608-262-5814 tel
608-263-4190 fax
rabryson@facstaff.wisc.edu


Reid Bryson received his B.A. degree in geology at Denison University in 1941, and his Ph.D. in meteorology at the University of Chicago in 1948. He joined the faculty of the UW-Madison in 1946 at the end of his military service as a major in the Air Weather Service of the U.S. Arny Air Corps. His first appointment was in the Departments of Geography and Geology (in which he had been a graduate student before World War II).

In 1948, he became the founding chairman of the Department of Meteorology, which has since become the largest and one of the most prestigious meteorology departments in the nation. During the late 1960's, he was active in the university's Interdisciplinary Studies Committee on the Future of Man and in subsequent committees that led to the establishment of the Institute for Environmental Studies, of which he became the first director in 1970.

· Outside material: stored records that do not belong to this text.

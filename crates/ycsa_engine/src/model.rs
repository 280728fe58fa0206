//! Pre-fit text classifier: a TF-IDF vectorizer feeding a linear model.
//!
//! Both artifacts are JSON exports of an already-fitted pipeline; nothing here
//! updates vocabulary or weights.

use std::collections::HashMap;
use std::fs;
use std::path::{Path, PathBuf};

use serde::de::DeserializeOwned;
use serde::Deserialize;
use ycsa_core::{ClassId, Classify, LabelMap, LabelSpaceError, SentimentLabel};
use ycsa_logging::ycsa_info;

#[derive(Debug, thiserror::Error)]
pub enum ModelError {
    #[error("cannot read model artifact {path:?}: {source}")]
    Io {
        path: PathBuf,
        #[source]
        source: std::io::Error,
    },
    #[error("cannot parse model artifact {path:?}: {source}")]
    Parse {
        path: PathBuf,
        #[source]
        source: serde_json::Error,
    },
    #[error("inconsistent model artifact: {0}")]
    Shape(String),
    #[error("vectorizer emits {vectorizer} features but classifier expects {model}")]
    DimensionMismatch { vectorizer: usize, model: usize },
    #[error(transparent)]
    LabelSpace(#[from] LabelSpaceError),
}

/// Sparse feature vector with a fixed dimension; entries sorted by index.
#[derive(Debug, Clone, PartialEq, Default)]
pub struct FeatureVector {
    dimension: usize,
    entries: Vec<(usize, f64)>,
}

impl FeatureVector {
    pub fn dimension(&self) -> usize {
        self.dimension
    }

    pub fn entries(&self) -> &[(usize, f64)] {
        &self.entries
    }

    pub fn get(&self, index: usize) -> f64 {
        self.entries
            .binary_search_by_key(&index, |(i, _)| *i)
            .map(|pos| self.entries[pos].1)
            .unwrap_or(0.0)
    }

    fn dot(&self, weights: &[f64]) -> f64 {
        self.entries
            .iter()
            .map(|(index, value)| weights.get(*index).copied().unwrap_or(0.0) * value)
            .sum()
    }
}

pub trait Vectorize: Send + Sync {
    /// Internal consistency of the fitted artifact; `transform` may panic on
    /// a vectorizer that fails this.
    fn validate(&self) -> Result<(), ModelError>;
    fn dimension(&self) -> usize;
    fn transform(&self, text: &str) -> FeatureVector;
}

pub trait Predict: Send + Sync {
    fn validate(&self) -> Result<(), ModelError>;
    fn classes(&self) -> &[ClassId];
    fn n_features(&self) -> usize;
    fn predict(&self, features: &FeatureVector) -> ClassId;
}

#[derive(Debug, Clone, Copy, PartialEq, Eq, Default, Deserialize)]
#[serde(rename_all = "lowercase")]
pub enum Norm {
    #[default]
    L2,
    L1,
    None,
}

fn default_true() -> bool {
    true
}

fn default_ngram_range() -> (usize, usize) {
    (1, 1)
}

/// Fitted TF-IDF transform.
///
/// Tokens are runs of alphanumeric or `_` characters at least two characters
/// long, optionally lowercased first. Options this transform does not
/// implement are rejected at parse time.
#[derive(Debug, Clone, Deserialize)]
#[serde(deny_unknown_fields)]
pub struct TfidfVectorizer {
    vocabulary: HashMap<String, usize>,
    idf: Vec<f64>,
    #[serde(default = "default_true")]
    lowercase: bool,
    #[serde(default)]
    sublinear_tf: bool,
    #[serde(default)]
    norm: Norm,
    #[serde(default = "default_ngram_range")]
    ngram_range: (usize, usize),
}

impl TfidfVectorizer {
    fn check_shape(&self) -> Result<(), ModelError> {
        let dimension = self.idf.len();
        if dimension == 0 {
            return Err(ModelError::Shape("vectorizer has an empty idf table".into()));
        }
        if let Some((term, index)) = self.vocabulary.iter().find(|(_, i)| **i >= dimension) {
            return Err(ModelError::Shape(format!(
                "term {term:?} maps to column {index} but idf has {dimension} entries"
            )));
        }
        if self.idf.iter().any(|w| !w.is_finite()) {
            return Err(ModelError::Shape("idf contains non-finite weights".into()));
        }
        let (min_n, max_n) = self.ngram_range;
        if min_n == 0 || min_n > max_n {
            return Err(ModelError::Shape(format!(
                "invalid ngram_range ({min_n}, {max_n})"
            )));
        }
        Ok(())
    }

    fn tokenize(&self, text: &str) -> Vec<String> {
        let text = if self.lowercase {
            text.to_lowercase()
        } else {
            text.to_string()
        };
        text.split(|c: char| !(c.is_alphanumeric() || c == '_'))
            .filter(|token| token.chars().count() >= 2)
            .map(str::to_string)
            .collect()
    }

    fn terms(&self, tokens: &[String]) -> Vec<String> {
        let (min_n, max_n) = self.ngram_range;
        let mut terms = Vec::new();
        for n in min_n..=max_n {
            if n == 1 {
                terms.extend(tokens.iter().cloned());
            } else {
                terms.extend(tokens.windows(n).map(|window| window.join(" ")));
            }
        }
        terms
    }
}

impl Vectorize for TfidfVectorizer {
    fn validate(&self) -> Result<(), ModelError> {
        self.check_shape()
    }

    fn dimension(&self) -> usize {
        self.idf.len()
    }

    fn transform(&self, text: &str) -> FeatureVector {
        let tokens = self.tokenize(text);
        let mut counts: HashMap<usize, f64> = HashMap::new();
        for term in self.terms(&tokens) {
            if let Some(index) = self.vocabulary.get(&term) {
                *counts.entry(*index).or_insert(0.0) += 1.0;
            }
        }

        let mut entries: Vec<(usize, f64)> = counts
            .into_iter()
            .map(|(index, count)| {
                let tf = if self.sublinear_tf {
                    1.0 + count.ln()
                } else {
                    count
                };
                (index, tf * self.idf[index])
            })
            .collect();
        entries.sort_by_key(|(index, _)| *index);

        let norm = match self.norm {
            Norm::L2 => entries.iter().map(|(_, v)| v * v).sum::<f64>().sqrt(),
            Norm::L1 => entries.iter().map(|(_, v)| v.abs()).sum::<f64>(),
            Norm::None => 1.0,
        };
        if norm > 0.0 {
            for (_, value) in &mut entries {
                *value /= norm;
            }
        }

        FeatureVector {
            dimension: self.idf.len(),
            entries,
        }
    }
}

/// Fitted linear classifier: one weight row per class, or a single row for
/// the binary case.
#[derive(Debug, Clone, Deserialize)]
pub struct LinearModel {
    classes: Vec<ClassId>,
    coef: Vec<Vec<f64>>,
    intercept: Vec<f64>,
}

impl LinearModel {
    fn check_shape(&self) -> Result<(), ModelError> {
        if self.classes.len() < 2 {
            return Err(ModelError::Shape(format!(
                "classifier needs at least two classes, found {}",
                self.classes.len()
            )));
        }
        let expected_rows = if self.classes.len() == 2 && self.coef.len() == 1 {
            1
        } else {
            self.classes.len()
        };
        if self.coef.len() != expected_rows {
            return Err(ModelError::Shape(format!(
                "coef has {} rows for {} classes",
                self.coef.len(),
                self.classes.len()
            )));
        }
        if self.intercept.len() != self.coef.len() {
            return Err(ModelError::Shape(format!(
                "intercept has {} entries for {} coef rows",
                self.intercept.len(),
                self.coef.len()
            )));
        }
        let width = self.n_features();
        if width == 0 || self.coef.iter().any(|row| row.len() != width) {
            return Err(ModelError::Shape("coef rows must share a non-zero width".into()));
        }
        Ok(())
    }
}

impl Predict for LinearModel {
    fn validate(&self) -> Result<(), ModelError> {
        self.check_shape()
    }

    fn classes(&self) -> &[ClassId] {
        &self.classes
    }

    fn n_features(&self) -> usize {
        self.coef.first().map(Vec::len).unwrap_or(0)
    }

    fn predict(&self, features: &FeatureVector) -> ClassId {
        let scores: Vec<f64> = self
            .coef
            .iter()
            .zip(&self.intercept)
            .map(|(row, bias)| features.dot(row) + bias)
            .collect();
        if scores.len() == 1 {
            return if scores[0] > 0.0 {
                self.classes[1]
            } else {
                self.classes[0]
            };
        }
        // First maximum wins on ties.
        let mut best = 0;
        for (index, score) in scores.iter().enumerate() {
            if *score > scores[best] {
                best = index;
            }
        }
        self.classes[best]
    }
}

/// Vectorizer + model + label table, validated against each other.
#[derive(Debug, Clone)]
pub struct SentimentClassifier<V = TfidfVectorizer, P = LinearModel> {
    vectorizer: V,
    model: P,
    labels: LabelMap,
}

impl<V: Vectorize, P: Predict> SentimentClassifier<V, P> {
    pub fn new(vectorizer: V, model: P, labels: LabelMap) -> Result<Self, ModelError> {
        vectorizer.validate()?;
        model.validate()?;
        if vectorizer.dimension() != model.n_features() {
            return Err(ModelError::DimensionMismatch {
                vectorizer: vectorizer.dimension(),
                model: model.n_features(),
            });
        }
        labels.validate(model.classes())?;
        Ok(Self {
            vectorizer,
            model,
            labels,
        })
    }

    pub fn predict_class(&self, text: &str) -> ClassId {
        self.model.predict(&self.vectorizer.transform(text))
    }
}

impl<V: Vectorize, P: Predict> Classify for SentimentClassifier<V, P> {
    fn classify(&self, text: &str) -> SentimentLabel {
        self.labels.label_for(self.predict_class(text))
    }
}

/// Loads and cross-checks both artifacts. Any failure here is fatal for the app.
pub fn load_classifier(
    vectorizer_path: &Path,
    classifier_path: &Path,
    labels: LabelMap,
) -> Result<SentimentClassifier, ModelError> {
    let vectorizer: TfidfVectorizer = read_json(vectorizer_path)?;
    let model: LinearModel = read_json(classifier_path)?;

    let classifier = SentimentClassifier::new(vectorizer, model, labels)?;
    ycsa_info!(
        "Loaded classifier: {} features, classes {:?}",
        classifier.vectorizer.dimension(),
        classifier.model.classes()
    );
    Ok(classifier)
}

fn read_json<T: DeserializeOwned>(path: &Path) -> Result<T, ModelError> {
    let text = fs::read_to_string(path).map_err(|source| ModelError::Io {
        path: path.to_path_buf(),
        source,
    })?;
    serde_json::from_str(&text).map_err(|source| ModelError::Parse {
        path: path.to_path_buf(),
        source,
    })
}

Over his long career as scientist and teacher, Reid Bryson has significantly advanced the understanding of climate, people, and the environment. He has written more than 200 articles and five books ranging over the fields of geology, limnology, meteorology, climatology, archeology, and geography.

His book, Climates of Hunger, co-authored with Thomas Murray, received the Banta Medal for Literary Achievement, one his articles, a mixture of poetry and science, was chosen as the "outstanding learned article of 1981" by the Educational Press Association, and two papers in Environmental Conservation were awarded prizes for "best paper of the year."




Much of Bryson's work has dealt withclimate in relation to human ecology, and this has lead him into extensive travel, especially 26 trips to Asia where he worked primarily on anthropogenic changes of climate and landscape in general. The most obvious result of this work is seen in the introduction of pen-feeding of goats in Rajasthan, which he suggested in the mid-1960s and is now widespread and effective. Other work was on agricultural long-range forecasting of climate, especially the Indian monsoon. His best known laboratory works are in development of new approaches to climatology, such as airstream analysis and quantitative, objective methods of reconstructing past climates. He has also developed computer models of climate: the past history of the monsoon in Rajasthan, model simulation of Pleistocene ice-volume and Pleistocene climatic history. He recently published a model simulation of the West African Intertropical Convergence position and rainfall for the past 20-40 millennia, and has now extended that work on high-resolution climate modeling to specific archaeological sites and in montane regions. He is also working on three books.


Though born in Michigan in 1920, he regards Wisconsin as his home state, his profession as teaching, and his field as interdisciplinary earth science with a strong humanistic component.


Additional notes of interest

  • 30th PhD in Meteorology in the history of American education.

  • Most cited climatologist in the world according to British Institute of Geographers article, 5th most cited physical geographer and 11th in list of all geographers.

  • Over 230 publications, 5 books

  • Dr. Reid Bryson's volcanic eruptions and aerosol optical depth data has been added to the World Data Center for Paleoclimatology in Boulder, Colorado. The data is available at

    ftp://ftp.ngdc.noaa.gov/paleo/climate_forcing/bryson1988.

    The suggested citation for the data is:

    Bryson, R.A., 2002, Bryson 1988 Volcanic Eruptions and Aerosol Optical Depth Data. IGBP PAGES/World Data Center for Paleoclimatology Data Contribution Series #2002-022. NOAA/NGDC Paleoclimatology Program, Boulder, CO, USA.